→ **Task**: Only one stretch of the records below is wanted: the lines from the one holding "repository ffcc1a2ce2fe5d46" through the one holding "assert_eq!(first, second);". Return it exactly, both ends included.

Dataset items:
◆ ◆ ◆
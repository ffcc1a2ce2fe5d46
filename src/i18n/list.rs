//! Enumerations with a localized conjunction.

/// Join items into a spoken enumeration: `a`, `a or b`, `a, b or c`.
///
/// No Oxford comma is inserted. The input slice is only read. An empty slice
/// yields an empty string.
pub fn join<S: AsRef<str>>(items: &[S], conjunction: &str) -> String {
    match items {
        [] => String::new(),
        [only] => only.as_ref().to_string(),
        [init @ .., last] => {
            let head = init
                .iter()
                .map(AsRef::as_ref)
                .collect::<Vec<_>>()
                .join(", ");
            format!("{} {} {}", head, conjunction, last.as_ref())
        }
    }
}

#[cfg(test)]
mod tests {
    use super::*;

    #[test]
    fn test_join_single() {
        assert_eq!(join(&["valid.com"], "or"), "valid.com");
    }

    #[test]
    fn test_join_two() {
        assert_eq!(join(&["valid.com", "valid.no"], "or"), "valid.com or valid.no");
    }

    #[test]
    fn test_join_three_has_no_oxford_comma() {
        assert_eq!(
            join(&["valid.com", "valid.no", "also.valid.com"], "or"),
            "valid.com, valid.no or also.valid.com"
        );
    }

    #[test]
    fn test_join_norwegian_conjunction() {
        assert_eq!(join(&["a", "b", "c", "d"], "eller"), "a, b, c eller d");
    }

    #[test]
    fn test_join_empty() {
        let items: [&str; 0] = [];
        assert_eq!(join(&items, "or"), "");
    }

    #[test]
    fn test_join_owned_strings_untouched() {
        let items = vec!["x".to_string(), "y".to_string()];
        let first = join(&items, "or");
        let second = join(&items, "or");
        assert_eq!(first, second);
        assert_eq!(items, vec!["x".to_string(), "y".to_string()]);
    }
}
◆ ◆ ◆
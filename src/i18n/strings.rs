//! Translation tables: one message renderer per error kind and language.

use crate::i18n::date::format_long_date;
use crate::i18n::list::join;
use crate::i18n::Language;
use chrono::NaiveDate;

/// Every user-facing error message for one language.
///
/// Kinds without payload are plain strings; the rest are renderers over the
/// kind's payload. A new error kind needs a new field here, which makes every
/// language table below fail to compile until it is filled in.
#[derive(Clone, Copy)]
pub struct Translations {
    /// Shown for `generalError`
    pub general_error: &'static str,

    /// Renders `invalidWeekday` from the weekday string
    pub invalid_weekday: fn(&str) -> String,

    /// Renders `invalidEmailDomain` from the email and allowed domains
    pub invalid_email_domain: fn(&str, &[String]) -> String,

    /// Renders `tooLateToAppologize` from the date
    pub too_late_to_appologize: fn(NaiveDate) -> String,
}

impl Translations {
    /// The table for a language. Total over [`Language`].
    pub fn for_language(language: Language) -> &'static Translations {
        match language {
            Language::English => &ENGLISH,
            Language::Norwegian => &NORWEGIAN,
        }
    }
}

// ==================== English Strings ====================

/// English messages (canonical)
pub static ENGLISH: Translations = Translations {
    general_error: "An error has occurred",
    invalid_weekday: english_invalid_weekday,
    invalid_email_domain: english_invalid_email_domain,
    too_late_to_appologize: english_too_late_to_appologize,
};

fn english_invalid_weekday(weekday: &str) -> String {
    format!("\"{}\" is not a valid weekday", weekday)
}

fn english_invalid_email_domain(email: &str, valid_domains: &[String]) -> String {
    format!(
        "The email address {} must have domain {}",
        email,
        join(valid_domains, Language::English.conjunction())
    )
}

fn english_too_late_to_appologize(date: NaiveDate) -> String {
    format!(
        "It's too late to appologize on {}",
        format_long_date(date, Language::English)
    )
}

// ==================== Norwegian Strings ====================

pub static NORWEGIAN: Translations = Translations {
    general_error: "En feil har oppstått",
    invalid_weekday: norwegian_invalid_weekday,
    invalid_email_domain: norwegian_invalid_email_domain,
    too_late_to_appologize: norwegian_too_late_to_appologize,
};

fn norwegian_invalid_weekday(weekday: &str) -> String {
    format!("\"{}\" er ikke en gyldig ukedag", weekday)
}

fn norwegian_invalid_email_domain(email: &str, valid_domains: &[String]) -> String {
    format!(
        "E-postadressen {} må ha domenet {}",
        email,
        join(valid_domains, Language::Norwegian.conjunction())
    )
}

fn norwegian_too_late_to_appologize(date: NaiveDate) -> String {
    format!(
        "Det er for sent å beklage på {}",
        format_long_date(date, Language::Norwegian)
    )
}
◆ ◆ ◆
→ **Exercise response**:
repository ffcc1a2ce2fe5d46
filename src/i18n/list.rs
//! Enumerations with a localized conjunction.

/// Join items into a spoken enumeration: `a`, `a or b`, `a, b or c`.
///
/// No Oxford comma is inserted. The input slice is only read. An empty slice
/// yields an empty string.
pub fn join<S: AsRef<str>>(items: &[S], conjunction: &str) -> String {
    match items {
        [] => String::new(),
        [only] => only.as_ref().to_string(),
        [init @ .., last] => {
            let head = init
                .iter()
                .map(AsRef::as_ref)
                .collect::<Vec<_>>()
                .join(", ");
            format!("{} {} {}", head, conjunction, last.as_ref())
        }
    }
}

#[cfg(test)]
mod tests {
    use super::*;

    #[test]
    fn test_join_single() {
        assert_eq!(join(&["valid.com"], "or"), "valid.com");
    }

    #[test]
    fn test_join_two() {
        assert_eq!(join(&["valid.com", "valid.no"], "or"), "valid.com or valid.no");
    }

    #[test]
    fn test_join_three_has_no_oxford_comma() {
        assert_eq!(
            join(&["valid.com", "valid.no", "also.valid.com"], "or"),
            "valid.com, valid.no or also.valid.com"
        );
    }

    #[test]
    fn test_join_norwegian_conjunction() {
        assert_eq!(join(&["a", "b", "c", "d"], "eller"), "a, b, c eller d");
    }

    #[test]
    fn test_join_empty() {
        let items: [&str; 0] = [];
        assert_eq!(join(&items, "or"), "");
    }

    #[test]
    fn test_join_owned_strings_untouched() {
        let items = vec!["x".to_string(), "y".to_string()];
        let first = join(&items, "or");
        let second = join(&items, "or");
        assert_eq!(first, second);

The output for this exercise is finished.